Wydawca treści Wydawca treści

Powrót

Robię to, co kocham - historia absolwentki-wolontariuszki

2024-12-27

Karina Dąbrowska jest absolwentką 15-24 Hufca Pracy w Wolsztynie, uczyła się w Niepublicznej Szkole Podstawowej w Wolsztynie w zawodzie sprzedawca. Mimo młodego wieku od początku wiedziała, co chce robić i w czym czuje się najlepiej. Jej pasją jest opieka nad zwierzętami.

Karina jest bardzo wrażliwa i nie potrafi przejść obok krzywdy zarówno zwierząt, jak i ludzi.

Pomysł na wolontariat w schronisku zrodził się w Hufcu Pracy w Wolsztynie, w którym była uczestniczką. Któregoś dnia podczas zajęć z kadrą jednostki Karina miała możliwość zintegrować się z absolwentami, którzy dzielili się swoimi doświadczeniami z uczestnictwa w OHP. Jedna z wypowiedzi skłoniła ją do poszukania informacji o wolontariacie.

Po kilku rozmowach z wychowawcami uświadomiła sobie, że chce robić to, co kocha, a tym właśnie jest opieka nad zwierzętami. Jak sama powtarzała: „Nie wierzy, że to się dzieje naprawdę”, że jest możliwość przelania dobroci i wrażliwości w czyny i tak niewiele potrzeba.

Karina zwyczajnie udała się do schroniska i zapytała, czy zostanie przyjęta, oznajmiła, że jest chętna do pomocy.

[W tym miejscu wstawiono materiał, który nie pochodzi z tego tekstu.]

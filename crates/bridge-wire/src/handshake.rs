//! The one-shot handshake record (§3, §4.4).
//!
//! The handshake MUST be read byte-by-byte straight off the raw stream
//! until the terminating `\n` — never through a buffered/line-oriented
//! reader, which could pre-read audio bytes past the newline (the
//! "handshake over-read" regression this protocol is designed against,
//! §4.4, §8 scenario 6).

use serde::Deserialize;
use tokio::io::{AsyncRead, AsyncReadExt};

use crate::error::{Result, WireError};

/// Upper bound on handshake line length, well above any realistic
/// handshake but far short of a DoS-sized allocation.
const MAX_HANDSHAKE_LEN: usize = 4096;

/// A parsed, defaulted handshake record.
#[derive(Debug, Clone, PartialEq, Eq)]
pub struct HandshakeRecord {
    pub call_uuid: String,
    pub caller: String,
    pub sample_rate: u32,
    pub channels: u8,
    pub format: String,
}

impl Default for HandshakeRecord {
    fn default() -> Self {
        Self {
            call_uuid: uuid::Uuid::new_v4().to_string(),
            caller: "Unknown".to_string(),
            sample_rate: 8000,
            channels: 1,
            format: "PCM16".to_string(),
        }
    }
}

#[derive(Deserialize)]
struct JsonHandshake {
    call_uuid: Option<String>,
    caller: Option<String>,
    sample_rate: Option<u32>,
    channels: Option<u8>,
    format: Option<String>,
}

/// Read the raw handshake line from `reader`, one byte at a time, up to
/// and excluding the terminating `\n`. Never wraps `reader` in a
/// `BufReader` — the caller passes the live socket directly so that not
/// one byte of post-handshake audio is consumed here.
pub async fn read_handshake_line<R: AsyncRead + Unpin>(reader: &mut R) -> Result<Vec<u8>> {
    let mut line = Vec::new();
    let mut byte = [0u8; 1];
    loop {
        reader.read_exact(&mut byte).await?;
        if byte[0] == b'\n' {
            return Ok(line);
        }
        line.push(byte[0]);
        if line.len() > MAX_HANDSHAKE_LEN {
            return Err(WireError::HandshakeTooLong { max: MAX_HANDSHAKE_LEN });
        }
    }
}

/// Parse a handshake line (JSON or legacy colon-delimited), applying the
/// defaults in §3/§4.4 for any field the grammar leaves unspecified.
pub fn parse_handshake(line: &[u8]) -> Result<HandshakeRecord> {
    let text = std::str::from_utf8(line)
        .map_err(|e| WireError::MalformedHandshake { reason: e.to_string() })?
        .trim();

    if text.starts_with('{') {
        parse_json_handshake(text)
    } else {
        parse_legacy_handshake(text)
    }
}

fn parse_json_handshake(text: &str) -> Result<HandshakeRecord> {
    let parsed: JsonHandshake = serde_json::from_str(text)
        .map_err(|e| WireError::MalformedHandshake { reason: format!("invalid JSON handshake: {e}") })?;
    let defaults = HandshakeRecord::default();
    Ok(HandshakeRecord {
        call_uuid: parsed.call_uuid.unwrap_or(defaults.call_uuid),
        caller: parsed.caller.unwrap_or(defaults.caller),
        sample_rate: parsed.sample_rate.unwrap_or(defaults.sample_rate),
        channels: parsed.channels.unwrap_or(defaults.channels),
        format: parsed.format.unwrap_or(defaults.format),
    })
}

/// `NOVA_SESSION:<uuid>:CALLER:<caller>[:SR:<n>:CH:<n>:FORMAT:<s>]`
fn parse_legacy_handshake(text: &str) -> Result<HandshakeRecord> {
    let parts: Vec<&str> = text.split(':').collect();
    if parts.len() < 4 || parts[0] != "NOVA_SESSION" || parts[2] != "CALLER" {
        return Err(WireError::MalformedHandshake {
            reason: format!("does not match NOVA_SESSION grammar: {text:?}"),
        });
    }

    let mut record = HandshakeRecord {
        call_uuid: parts[1].to_string(),
        caller: parts[3].to_string(),
        ..HandshakeRecord::default()
    };

    // Optional trailing KEY:VALUE pairs.
    let mut i = 4;
    while i + 1 < parts.len() {
        match parts[i] {
            "SR" => {
                record.sample_rate = parts[i + 1].parse().unwrap_or(record.sample_rate);
            }
            "CH" => {
                record.channels = parts[i + 1].parse().unwrap_or(record.channels);
            }
            "FORMAT" => {
                record.format = parts[i + 1].to_string();
            }
            _ => {}
        }
        i += 2;
    }

    Ok(record)
}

Taka właśnie jest Karina, jak coś zaplanuje, to działa i z łatwością pokonuje wszelkie przeszkody – a zwłaszcza te w głowie, które niekiedy hamują i nie pozwalają na bycie aktywnym.

Sama zachęca młodych do aktywności, jest znana innym uczestnikom z tego, że organizuje akcje wsparcia zwierzaków, często przeprowadza zajęcia, na których mówi, że bycie wolontariuszem ma sens i każdy może sobie na to pozwolić, jeśli chce. Wolontariat uważa za rodzaj siły napędowej, która daje moc. Mimo że taka praca nie zawsze bywa przyjemna, choćby wtedy, kiedy trzeba jechać na interwencję, to jednak cel jest ten sam – dobro zwierząt. Obcowanie ze zwierzakami daje jej wiele radości, a pomoc sprawia, że wszystkie poczynione działania mają sens.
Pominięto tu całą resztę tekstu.